HARASTA: Several thousand Syrian rebels and civilians began leaving a ravaged pocket of Eastern Ghouta on Sunday, in fresh evacuations that further emptied the former rebel bastion.
Five weeks since the Syrian regime launched an all-out assault on Ghouta, it holds more than 90 percent of the onetime opposition stronghold on the edge of Damascus.
To help it capture the rest, key backer Russia has held talks with various rebel groups to negotiate withdrawals from the three remaining pockets.
One area was emptied in recent days under such a deal and evacuations began late Saturday for a second part, held by the Islamist Faylaq al-Rahman rebel faction.
That agreement is set to see some 7,000 rebels and civilians bussed from the towns of Arbin and Zamalka and the district of Jobar to the rebel-dominated province of Idlib in northwestern Syria.
Around 980 of them quit Ghouta late Saturday, travelling overnight on buses and ambulances to northwest Syria.
Evacuations resumed on Sunday, with more than 3,700 fighters, relatives, and other civilians boarding dozens of buses to leave Ghouta, state news agency SANA said.
The vehicles snaked their way through Ghouta neighbourhoods that had been reduced to ruins, as residents who chose to stay waved silently from the rubble to their departing neighbours.
An AFP correspondent saw some buses exiting rebel territory and driving onto the nearby highway on Sunday afternoon, but they were delayed there for several hours as they waited for the full convoy to gather.
By nightfall, buses were still paused at the highway.
Some civilians stepped out to smoke cigarettes and were given biscuits to eat.
"I fled the bombs. I decided to leave to save the lives of my wife and children," said Abu Mohammad, a 27-year-old fighter.
- 'Destroyed my future' -
Residents of Arbin, Zamalka, and Jobar had been bidding tearful farewells to their hometowns all morning, dragging shabby suitcases past bombed-out buildings.
Hamza Abbas, an opposition activist in Zamalka, told AFP he was planning to board the buses too.
"People are very sad about leaving their homes, their land, their childhood memories and the place where they spent the best days of their childhood," he said.
"They have no money, no houses, no furniture or even clothes to take with them because of this bombardment."
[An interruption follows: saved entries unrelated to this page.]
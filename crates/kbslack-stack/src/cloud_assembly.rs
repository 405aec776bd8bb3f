// Copyright (c) 2025 Geoffrey Huntley <ghuntley@ghuntley.com>. All rights reserved.
// SPDX-License-Identifier: Proprietary

//! On-disk cloud assembly: the directory deploy tooling consumes.
//!
//! ```text
//! <out>/manifest.json
//! <out>/<StackName>.template.json
//! <out>/<StackName>.assets.json
//! ```
//!
//! Secret values are never part of the assembly. They are written only by
//! [`write_parameter_values`], to a path the caller chooses.

use std::collections::BTreeMap;
use std::fs;
use std::path::{Path, PathBuf};

use serde::Serialize;
use serde_json::{json, Value};
use tracing::{info, instrument};

use crate::assembly::SynthesizedStack;
use crate::edge::URL_OUTPUT_ID;
use crate::error::{StackError, StackResult};

pub const MANIFEST_VERSION: &str = "36.0.0";
pub const MANIFEST_FILE: &str = "manifest.json";

#[derive(Debug, Clone, PartialEq, Eq, Serialize)]
pub struct Manifest {
	pub version: String,
	pub artifacts: BTreeMap<String, Artifact>,
}

#[derive(Debug, Clone, PartialEq, Eq, Serialize)]
#[serde(rename_all = "camelCase")]
pub struct Artifact {
	#[serde(rename = "type")]
	pub artifact_type: String,
	#[serde(skip_serializing_if = "Option::is_none")]
	pub environment: Option<String>,
	pub properties: ArtifactProperties,
	#[serde(skip_serializing_if = "Vec::is_empty")]
	pub dependencies: Vec<String>,
	#[serde(skip_serializing_if = "BTreeMap::is_empty")]
	pub metadata: BTreeMap<String, Vec<MetadataEntry>>,
	#[serde(skip_serializing_if = "Option::is_none")]
	pub display_name: Option<String>,
}

#[derive(Debug, Clone, PartialEq, Eq, Serialize)]
#[serde(untagged)]
pub enum ArtifactProperties {
	#[serde(rename_all = "camelCase")]
	Stack {
		template_file: String,
		termination_protection: bool,
		tags: BTreeMap<String, String>,
		stack_name: String,
	},
	AssetManifest {
		file: String,
	},
}

#[derive(Debug, Clone, PartialEq, Eq, Serialize)]
pub struct MetadataEntry {
	#[serde(rename = "type")]
	pub entry_type: String,
	pub data: String,
}

#[derive(Debug, Clone, PartialEq, Eq, Serialize)]
#[serde(rename_all = "camelCase")]
pub struct AssetManifest {
	pub version: String,
	pub files: BTreeMap<String, FileAsset>,
	pub docker_images: BTreeMap<String, Value>,
}

#[derive(Debug, Clone, PartialEq, Eq, Serialize)]
pub struct FileAsset {
	pub source: FileAssetSource,
	pub destinations: BTreeMap<String, FileAssetDestination>,
}

#[derive(Debug, Clone, PartialEq, Eq, Serialize)]
pub struct FileAssetSource {
	pub path: String,
	pub packaging: String,
}

#[derive(Debug, Clone, PartialEq, Eq, Serialize)]
#[serde(rename_all = "camelCase")]
pub struct FileAssetDestination {
	pub bucket_name: String,
	pub object_key: String,
	pub region: String,
	pub assume_role_arn: String,
}

/// Paths of the files one [`write`] produced.
#[derive(Debug, Clone, PartialEq, Eq)]
pub struct CloudAssembly {
	pub manifest: PathBuf,
	pub template: PathBuf,
	pub assets: PathBuf,
}

pub fn template_file_name(stack: &SynthesizedStack) -> String {
	format!("{}.template.json", stack.name)
}

pub fn assets_file_name(stack: &SynthesizedStack) -> String {
	format!("{}.assets.json", stack.name)
}

pub fn manifest(stack: &SynthesizedStack) -> Manifest {
	let assets_id = format!("{}.assets", stack.name);
	let tags = stack
		.tags()
		.iter()
		.map(|t| (t.key.clone(), t.value.clone()))
		.collect();

	let mut metadata = BTreeMap::new();
	metadata.insert(
		format!("/{}/{}", stack.name, URL_OUTPUT_ID),
		vec![MetadataEntry {
			entry_type: "aws:cdk:logicalId".to_string(),
			data: stack.edge.url_output.clone(),
		}],
	);

	let mut artifacts = BTreeMap::new();
	artifacts.insert(
		assets_id.clone(),
		Artifact {
			artifact_type: "cdk:asset-manifest".to_string(),
			environment: None,
			properties: ArtifactProperties::AssetManifest {
				file: assets_file_name(stack),
			},
			dependencies: Vec::new(),
			metadata: BTreeMap::new(),
			display_name: None,
		},
	);
	artifacts.insert(
		stack.name.clone(),
		Artifact {
			artifact_type: "aws:cloudformation:stack".to_string(),
			environment: Some(stack.target.environment_uri()),
			properties: ArtifactProperties::Stack {
				template_file: template_file_name(stack),
				termination_protection: stack.termination_protection,
				tags,
				stack_name: stack.name.clone(),
			},
			dependencies: vec![assets_id],
			metadata,
			display_name: Some(stack.name.clone()),
		},
	);

	Manifest {
		version: MANIFEST_VERSION.to_string(),
		artifacts,
	}
}

pub fn asset_manifest(stack: &SynthesizedStack) -> AssetManifest {
	let asset = &stack.compute.asset;
	let target = &stack.target;

	let mut destinations = BTreeMap::new();
	destinations.insert(
		format!("{}-{}", target.account, target.region),
		FileAssetDestination {
			bucket_name: asset.bucket_name.clone(),
			object_key: asset.object_key.clone(),
			region: target.region.clone(),
			assume_role_arn: asset.publishing_role_arn(target),
		},
	);

	let mut files = BTreeMap::new();
	files.insert(
		asset.hash.clone(),
		FileAsset {
			source: FileAssetSource {
				path: asset.source_path.display().to_string(),
				packaging: "zip".to_string(),
			},
			destinations,
		},
	);

	AssetManifest {
		version: MANIFEST_VERSION.to_string(),
		files,
		docker_images: BTreeMap::new(),
	}
}

fn write_json(path: PathBuf, value: &impl Serialize, what: &'static str) -> StackResult<PathBuf> {
	let mut rendered = serde_json::to_string_pretty(value)
		.map_err(|source| StackError::Serialize { what, source })?;
	rendered.push('\n');
	fs::write(&path, rendered).map_err(|source| StackError::Write {
		path: path.clone(),
		source,
	})?;
	Ok(path)
}

/// Write the template, asset manifest and assembly manifest into `out_dir`.
#[instrument(skip_all, fields(stack = %stack.name, out_dir = %out_dir.display()))]
pub fn write(stack: &SynthesizedStack, out_dir: &Path) -> StackResult<CloudAssembly> {
	fs::create_dir_all(out_dir).map_err(|source| StackError::Write {
		path: out_dir.to_path_buf(),
		source,
	})?;

	let template = write_json(
		out_dir.join(template_file_name(stack)),
		&stack.template.to_json(),
		"template",
	)?;
	let assets = write_json(
		out_dir.join(assets_file_name(stack)),
		&asset_manifest(stack),
		"asset manifest",
	)?;
	let manifest = write_json(out_dir.join(MANIFEST_FILE), &manifest(stack), "manifest")?;

	info!(template = %template.display(), "Cloud assembly written");
	Ok(CloudAssembly {
		manifest,
		template,
		assets,
	})
}

/// Parameter overrides carrying the secret payloads, in the
/// `[{ParameterKey, ParameterValue}]` shape deploy commands accept.
fn parameter_overrides(stack: &SynthesizedStack) -> Value {
	let entries: Vec<Value> = stack
		.parameter_values
		.iter()
		.map(|(key, value)| json!({ "ParameterKey": key, "ParameterValue": value.expose() }))
		.collect();
	Value::Array(entries)
}

/// Write the secret parameter values, readable by the owner only.
#[instrument(skip_all, fields(path = %path.display()))]
pub fn write_parameter_values(stack: &SynthesizedStack, path: &Path) -> StackResult<()> {
	let write_err = |source: std::io::Error| StackError::Write {
		path: path.to_path_buf(),
		source,
	};

	if let Some(parent) = path.parent().filter(|p| !p.as_os_str().is_empty()) {
		fs::create_dir_all(parent).map_err(write_err)?;
	}

	let content = serde_json::to_string_pretty(&parameter_overrides(stack)).map_err(|source| {
		StackError::Serialize {
			what: "parameter values",
			source,
		}
	})?;

	#[cfg(unix)]
	{
		use std::io::Write;
		use std::os::unix::fs::{OpenOptionsExt, PermissionsExt};

		let mut file = fs::OpenOptions::new()
			.write(true)
			.create(true)
			.truncate(true)
			.mode(0o600)
			.open(path)
			.map_err(write_err)?;
		// `mode` only applies on create; an existing file keeps its old bits.
		file.set_permissions(fs::Permissions::from_mode(0o600))
			.map_err(write_err)?;
		file.write_all(content.as_bytes()).map_err(write_err)?;
	}

	#[cfg(not(unix))]
	{
		fs::write(path, content).map_err(write_err)?;
	}

	info!(parameters = stack.parameter_values.len(), "Secret parameter values written");
	Ok(())
}
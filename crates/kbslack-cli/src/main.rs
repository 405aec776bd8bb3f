// Copyright (c) 2025 Geoffrey Huntley <ghuntley@ghuntley.com>. All rights reserved.
// SPDX-License-Identifier: Proprietary

//! Slack knowledge-base stack synthesizer binary.

use clap::Parser;
use kbslack_cli::logging::{self, SecretRegistry};
use kbslack_cli::Args;
use kbslack_stack_config::EnvSource;

fn main() -> anyhow::Result<()> {
	let args = Args::parse();

	let secrets = SecretRegistry::new();
	logging::init(args.log_format, secrets.clone())?;

	kbslack_cli::run(args, EnvSource::process(), &secrets)
}
// Copyright (c) 2025 Geoffrey Huntley <ghuntley@ghuntley.com>. All rights reserved.
// SPDX-License-Identifier: Proprietary

//! `kbslack` command line: synthesize, validate and inspect the stack.
//!
//! Nothing here talks to the cloud. `synth` writes a cloud assembly that
//! deploy tooling picks up.

pub mod logging;

use std::path::{Path, PathBuf};

use anyhow::{Context, Result};
use clap::{Parser, Subcommand};
use kbslack_stack::{cloud_assembly, synthesize_with, HandlerContract, SynthOptions, SynthesizedStack};
use kbslack_stack_config::{load_config_with, parse_context_pairs, EnvSource, LoadOptions, StackConfig};
use tracing::{info, warn};

use crate::logging::{LogFormat, SecretRegistry};

#[derive(Parser, Debug)]
#[command(
	name = "kbslack",
	about = "Synthesize the Slack knowledge-base integration stack",
	version
)]
pub struct Args {
	/// TOML config file (defaults to ./kbslack.toml when present)
	#[arg(long, global = true, env = "KBSLACK_CONFIG")]
	pub config: Option<PathBuf>,

	/// Deploy context value, e.g. `-c slackBotToken=xoxb-...`
	#[arg(short = 'c', long = "context", value_name = "KEY=VALUE", global = true)]
	pub context: Vec<String>,

	/// Directory the function code path is resolved against
	#[arg(long, global = true, default_value = ".")]
	pub app_dir: PathBuf,

	#[arg(long, global = true, value_enum, default_value_t = LogFormat::Text, env = "KBSLACK_LOG_FORMAT")]
	pub log_format: LogFormat,

	#[command(subcommand)]
	pub command: Command,
}

#[derive(Subcommand, Debug, Clone, PartialEq, Eq)]
pub enum Command {
	/// Write the cloud assembly
	Synth {
		/// Output directory
		#[arg(short, long, default_value = "cdk.out")]
		out: PathBuf,

		/// Also write the secret parameter values (mode 0600) to this file
		#[arg(long, value_name = "FILE")]
		parameters_out: Option<PathBuf>,
	},
	/// Load configuration, assemble and audit without writing anything
	Validate,
	/// Print the handler's permission statements
	Policy,
}

/// Load config from `env` plus the command line, registering credentials
/// for redaction before anything else can log them.
pub fn load(args: &Args, env: EnvSource, secrets: &SecretRegistry) -> Result<StackConfig> {
	let context = parse_context_pairs(&args.context).context("invalid --context value")?;
	let config = load_config_with(LoadOptions {
		config_file: args.config.clone(),
		context,
		env,
	})
	.context("failed to load configuration")?;

	secrets.register(config.credentials.slack_bot_token.expose());
	secrets.register(config.credentials.slack_signing_secret.expose());
	Ok(config)
}

pub fn run(args: Args, env: EnvSource, secrets: &SecretRegistry) -> Result<()> {
	let config = load(&args, env, secrets)?;
	let stack = synthesize_with(
		&config,
		&SynthOptions {
			base_dir: args.app_dir.clone(),
		},
	)
	.context("stack synthesis failed")?;

	match args.command {
		Command::Synth {
			out,
			parameters_out,
		} => synth(&stack, &out, parameters_out),
		Command::Validate => {
			println!("{}", summary(&stack));
			Ok(())
		}
		Command::Policy => {
			let document = serde_json::to_string_pretty(&stack.boundary.to_policy_document())
				.context("failed to render policy")?;
			println!("{document}");
			Ok(())
		}
	}
}

fn synth(stack: &SynthesizedStack, out: &Path, parameters_out: Option<PathBuf>) -> Result<()> {
	let assembly = cloud_assembly::write(stack, out)
		.with_context(|| format!("failed to write cloud assembly to {}", out.display()))?;

	match parameters_out {
		Some(path) => {
			cloud_assembly::write_parameter_values(stack, &path)
				.with_context(|| format!("failed to write parameter values to {}", path.display()))?;
		}
		None => warn!(
			parameters = stack.parameter_values.len(),
			"secret parameter values not written; pass --parameters-out to deploy"
		),
	}

	info!(manifest = %assembly.manifest.display(), "synth complete");
	println!("{}", assembly.template.display());
	Ok(())
}

/// Human-readable description of a synthesized stack.
pub fn summary(stack: &SynthesizedStack) -> String {
	let contract = HandlerContract::from_stack(stack);
	let purposes: Vec<String> = contract.purposes.iter().map(|p| p.to_string()).collect();
	let mut lines = vec![
		format!("stack:                  {}", stack.name),
		format!("target:                 {}", stack.target.environment_uri()),
		format!("resources:              {}", stack.template.resources().len()),
		format!("termination protection: {}", stack.termination_protection),
		format!("secrets:                {}", stack.secrets.names().join(", ")),
		format!("permission purposes:    {}", purposes.join(", ")),
		format!(
			"edge:                   POST/OPTIONS /{} (auth {}), {} rps burst {}",
			stack.edge.path,
			contract.edge_authorization.as_str(),
			stack.edge.rate_limit,
			stack.edge.burst_limit
		),
		format!("url output:             {}", stack.edge.url_output),
	];
	if let Some(signature) = &contract.signature {
		lines.push(format!(
			"handler must verify:    {} over {}:<timestamp>:<body>, max skew {}s",
			signature.signature_header, signature.version, signature.max_skew_secs
		));
	}
	lines.join("\n")
}
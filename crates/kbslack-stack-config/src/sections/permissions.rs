// Copyright (c) 2025 Geoffrey Huntley <ghuntley@ghuntley.com>. All rights reserved.
// SPDX-License-Identifier: Proprietary

//! Permission boundary settings.

use serde::Deserialize;

use super::target::is_valid_region;
use crate::error::ConfigError;

/// Regions foundation models may be invoked in, independent of the deploy region.
pub const DEFAULT_MODEL_REGIONS: [&str; 3] = ["us-east-1", "us-east-2", "us-west-2"];

/// Resource scope of the self-invoke grant.
#[derive(Debug, Clone, Copy, PartialEq, Eq, Default, Deserialize)]
#[serde(rename_all = "kebab-case")]
pub enum SelfInvokeScope {
	/// `lambda:InvokeFunction`/`GetFunction` on `*`. The listener pattern the
	/// handler uses was provisioned this way; kept as an explicit exception.
	#[default]
	AnyFunction,
	/// Narrowed to the function's own ARN.
	OwnFunction,
}

impl SelfInvokeScope {
	pub fn parse(s: &str) -> Option<Self> {
		match s.to_lowercase().as_str() {
			"any-function" | "any" => Some(SelfInvokeScope::AnyFunction),
			"own-function" | "own" => Some(SelfInvokeScope::OwnFunction),
			_ => None,
		}
	}

	pub fn as_str(&self) -> &'static str {
		match self {
			SelfInvokeScope::AnyFunction => "any-function",
			SelfInvokeScope::OwnFunction => "own-function",
		}
	}
}

#[derive(Debug, Clone, PartialEq, Eq)]
pub struct PermissionsConfig {
	pub model_regions: Vec<String>,
	pub self_invoke_scope: SelfInvokeScope,
}

#[derive(Debug, Clone, Default, Deserialize)]
pub struct PermissionsConfigLayer {
	#[serde(default)]
	pub model_regions: Option<Vec<String>>,
	#[serde(default)]
	pub self_invoke_scope: Option<SelfInvokeScope>,
}

impl PermissionsConfigLayer {
	pub fn merge(&mut self, other: PermissionsConfigLayer) {
		if other.model_regions.is_some() {
			self.model_regions = other.model_regions;
		}
		if other.self_invoke_scope.is_some() {
			self.self_invoke_scope = other.self_invoke_scope;
		}
	}

	pub fn resolve(self) -> Result<PermissionsConfig, ConfigError> {
		let mut model_regions = self
			.model_regions
			.unwrap_or_else(|| DEFAULT_MODEL_REGIONS.iter().map(|r| r.to_string()).collect());
		if model_regions.is_empty() {
			return Err(ConfigError::invalid_value(
				"permissions.model_regions",
				"at least one region is required",
			));
		}
		if let Some(bad) = model_regions.iter().find(|r| !is_valid_region(r)) {
			return Err(ConfigError::invalid_value(
				"permissions.model_regions",
				format!("'{bad}' is not a region name"),
			));
		}
		let mut seen = std::collections::HashSet::new();
		model_regions.retain(|r| seen.insert(r.clone()));

		Ok(PermissionsConfig {
			model_regions,
			self_invoke_scope: self.self_invoke_scope.unwrap_or_default(),
		})
	}
}
// Copyright (c) 2025 Geoffrey Huntley <ghuntley@ghuntley.com>. All rights reserved.
// SPDX-License-Identifier: Proprietary

//! Slack request signature verification.
//!
//! The edge endpoint forwards every request without authorization, so the
//! handler behind it must establish authenticity itself. Slack signs each
//! request with HMAC-SHA256 over `v0:<timestamp>:<body>` keyed by the app's
//! signing secret and sends the result as `X-Slack-Signature: v0=<hex>`
//! alongside `X-Slack-Request-Timestamp`.

use hmac::{Hmac, Mac};
use kbslack_common_secret::SecretString;
use sha2::Sha256;

type HmacSha256 = Hmac<Sha256>;

/// Header carrying the request signature.
pub const SIGNATURE_HEADER: &str = "X-Slack-Signature";

/// Header carrying the unix timestamp the signature was computed at.
pub const TIMESTAMP_HEADER: &str = "X-Slack-Request-Timestamp";

/// Version prefix of the signature scheme.
pub const SIGNATURE_VERSION: &str = "v0";

/// Maximum accepted distance between the request timestamp and now.
pub const MAX_TIMESTAMP_SKEW_SECS: i64 = 60 * 5;

#[derive(Debug, Clone, PartialEq, Eq, thiserror::Error)]
pub enum VerifyError {
	#[error("missing header: {0}")]
	MissingHeader(&'static str),

	#[error("malformed timestamp: {0}")]
	MalformedTimestamp(String),

	#[error("request timestamp is {skew_secs}s away from now")]
	StaleTimestamp { skew_secs: u64 },

	#[error("signature does not match")]
	SignatureMismatch,
}

/// Compute the `v0=<hex>` signature Slack would send for this request.
pub fn compute_signature(secret: &[u8], timestamp: &str, body: &[u8]) -> String {
	let mut mac = HmacSha256::new_from_slice(secret).expect("HMAC can take key of any size");
	mac.update(base_string_prefix(timestamp).as_bytes());
	mac.update(body);
	format!("{SIGNATURE_VERSION}={}", hex::encode(mac.finalize().into_bytes()))
}

fn base_string_prefix(timestamp: &str) -> String {
	format!("{SIGNATURE_VERSION}:{timestamp}:")
}

/// Verifies inbound requests against a signing secret.
#[derive(Debug, Clone)]
pub struct SlackVerifier {
	signing_secret: SecretString,
	max_skew_secs: i64,
}

impl SlackVerifier {
	pub fn new(signing_secret: SecretString) -> Self {
		Self {
			signing_secret,
			max_skew_secs: MAX_TIMESTAMP_SKEW_SECS,
		}
	}

	pub fn with_max_skew(mut self, secs: i64) -> Self {
		self.max_skew_secs = secs;
		self
	}

	/// Verify a request given its headers, raw body, and the current unix time.
	///
	/// Header names are matched case-insensitively.
	pub fn verify<'a, I>(&self, headers: I, body: &[u8], now_unix: i64) -> Result<(), VerifyError>
	where
		I: IntoIterator<Item = (&'a str, &'a str)> + Clone,
	{
		let timestamp = header(headers.clone(), TIMESTAMP_HEADER)
			.ok_or(VerifyError::MissingHeader(TIMESTAMP_HEADER))?;
		let signature =
			header(headers, SIGNATURE_HEADER).ok_or(VerifyError::MissingHeader(SIGNATURE_HEADER))?;

		let sent_at: i64 = timestamp
			.trim()
			.parse()
			.map_err(|_| VerifyError::MalformedTimestamp(timestamp.to_string()))?;
		// The header is attacker-controlled; the distance must not overflow.
		let skew_secs = now_unix.abs_diff(sent_at);
		let max_skew_secs = u64::try_from(self.max_skew_secs).unwrap_or(0);
		if skew_secs > max_skew_secs {
			return Err(VerifyError::StaleTimestamp { skew_secs });
		}

		let Some(hex_sig) = signature.strip_prefix("v0=") else {
			return Err(VerifyError::SignatureMismatch);
		};
		let expected = hex::decode(hex_sig).map_err(|_| VerifyError::SignatureMismatch)?;

		let mut mac = HmacSha256::new_from_slice(self.signing_secret.expose().as_bytes())
			.map_err(|_| VerifyError::SignatureMismatch)?;
		mac.update(base_string_prefix(timestamp.trim()).as_bytes());
		mac.update(body);
		mac
			.verify_slice(&expected)
			.map_err(|_| VerifyError::SignatureMismatch)
	}
}

fn header<'a, I>(headers: I, name: &str) -> Option<&'a str>
where
	I: IntoIterator<Item = (&'a str, &'a str)>,
{
	headers
		.into_iter()
		.find(|(k, _)| k.eq_ignore_ascii_case(name))
		.map(|(_, v)| v)
}


#[cfg(test)]
mod proptests {
	use super::*;
	use proptest::prelude::*;

	proptest! {
		#[test]
		fn prop_signed_requests_verify(
			secret in "[a-f0-9]{8,40}",
			body in proptest::collection::vec(proptest::num::u8::ANY, 0..512),
			offset in -300i64..=300
		) {
			let now = 1_700_000_000i64;
			let ts = (now + offset).to_string();
			let sig = compute_signature(secret.as_bytes(), &ts, &body);
			let verifier = SlackVerifier::new(SecretString::from(secret));
			let headers = [(TIMESTAMP_HEADER, ts.as_str()), (SIGNATURE_HEADER, sig.as_str())];
			prop_assert!(verifier.verify(headers, &body, now).is_ok());
		}

		#[test]
		fn prop_any_timestamp_is_handled(sent_at in any::<i64>(), now in any::<i64>()) {
			let ts = sent_at.to_string();
			let verifier = SlackVerifier::new(SecretString::from("shh"));
			let headers = [(TIMESTAMP_HEADER, ts.as_str()), (SIGNATURE_HEADER, "v0=00")];
			let result = verifier.verify(headers, b"body", now);
			if now.abs_diff(sent_at) > 300 {
				prop_assert_eq!(
					result,
					Err(VerifyError::StaleTimestamp { skew_secs: now.abs_diff(sent_at) })
				);
			} else {
				prop_assert_eq!(result, Err(VerifyError::SignatureMismatch));
			}
		}

		#[test]
		fn prop_tampered_body_fails(
			body in proptest::collection::vec(proptest::num::u8::ANY, 1..256)
		) {
			let now = 1_700_000_000i64;
			let ts = now.to_string();
			let sig = compute_signature(b"shh", &ts, &body);
			let mut tampered = body.clone();
			tampered[0] ^= 0xff;
			let verifier = SlackVerifier::new(SecretString::from("shh"));
			let headers = [(TIMESTAMP_HEADER, ts.as_str()), (SIGNATURE_HEADER, sig.as_str())];
			prop_assert_eq!(
				verifier.verify(headers, &tampered, now),
				Err(VerifyError::SignatureMismatch)
			);
		}
	}
}
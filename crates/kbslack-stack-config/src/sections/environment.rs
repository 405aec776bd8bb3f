// Copyright (c) 2025 Geoffrey Huntley <ghuntley@ghuntley.com>. All rights reserved.
// SPDX-License-Identifier: Proprietary

//! Environment marker. Controls termination protection and the stage tag.

use serde::Deserialize;

pub const DEFAULT_ENVIRONMENT: &str = "DEV";

/// Only this exact value counts as production.
pub const PRODUCTION_ENVIRONMENT: &str = "prod";

#[derive(Debug, Clone, PartialEq, Eq)]
pub struct EnvironmentConfig {
	pub name: String,
}

impl Default for EnvironmentConfig {
	fn default() -> Self {
		Self {
			name: DEFAULT_ENVIRONMENT.to_string(),
		}
	}
}

impl EnvironmentConfig {
	pub fn is_production(&self) -> bool {
		self.name == PRODUCTION_ENVIRONMENT
	}
}

#[derive(Debug, Clone, Default, Deserialize)]
pub struct EnvironmentConfigLayer {
	#[serde(default)]
	pub name: Option<String>,
}

impl EnvironmentConfigLayer {
	pub fn merge(&mut self, other: EnvironmentConfigLayer) {
		if other.name.is_some() {
			self.name = other.name;
		}
	}

	pub fn finalize(self) -> EnvironmentConfig {
		EnvironmentConfig {
			name: self
				.name
				.filter(|n| !n.is_empty())
				.unwrap_or_else(|| DEFAULT_ENVIRONMENT.to_string()),
		}
	}
}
As part of Faylaq al-Rahman's deal with Moscow, residents had been offered the option to stay in Ghouta as it fell to the regime, but Abbas declined.
"I decided to leave Ghouta because how am I supposed to live alongside someone who killed my family, my siblings, my friends? With someone who destroyed me, my life, and my future?"
Since it began on February 18, the Ghouta assault has left more than 1,600 civilians dead, according to the Syrian Observatory for Human Rights.
Even before the onslaught, the enclave's 400,000 residents had suffered for half a decade under a crippling regime siege that severely limited access to food, medicine and other basic goods.
The Syrian government has used siege tactics followed by heavy bombardment and negotiated settlements to recapture swathes territory lost to rebels.
Damascus and Moscow have applied this "leave or die" strategy to Ghouta as well, smashing the enclave into three isolated pockets before seeking separate evacuation deals for each.
The first Russian-brokered agreement saw hardline Islamist group Ahrar al-Sham agree to quit the town of Harasta.
More than 4,500 people, including over 1,400 fighters, left Harasta for Idlib on Thursday and Friday.
Talks are also underway for a deal over the third and final pocket of Ghouta, held by Jaish al-Islam, which includes the region's largest town, Douma.
- Buses arrive in Hama -
The second agreement, reached with Faylaq al-Rahman on Friday, provides for evacuations as well as medical treatment for wounded civilians and fighters and the release of rebel-held detainees.
People began leaving Faylaq-controlled territory in Ghouta late on Saturday night.
Armed, masked Russian military personnel boarded each bus as it left Ghouta on Saturday night, according to an AFP correspondent.
They drove all night to Qalaat al-Madiq, a crossing point into rebel-held territory that is frequently used in such agreements.
Another AFP correspondent in the town, in the central Syrian province of Hama, saw 17 buses and ambulances arrive on Sunday morning carrying the first wave of evacuees.
From there, they are expected to head towards Idlib, the last Syrian province that remains mostly under rebel control.
Tens of thousands of people bussed out of opposition territory have been brought to Idlib in recent years under "reconciliation" deals like those negotiated in Ghouta.
The population there has swelled with rebels, jihadists and civilians.
Syria's conflict erupted in March 2011 with anti-government protests, but has since evolved into a complex and devastating civil war.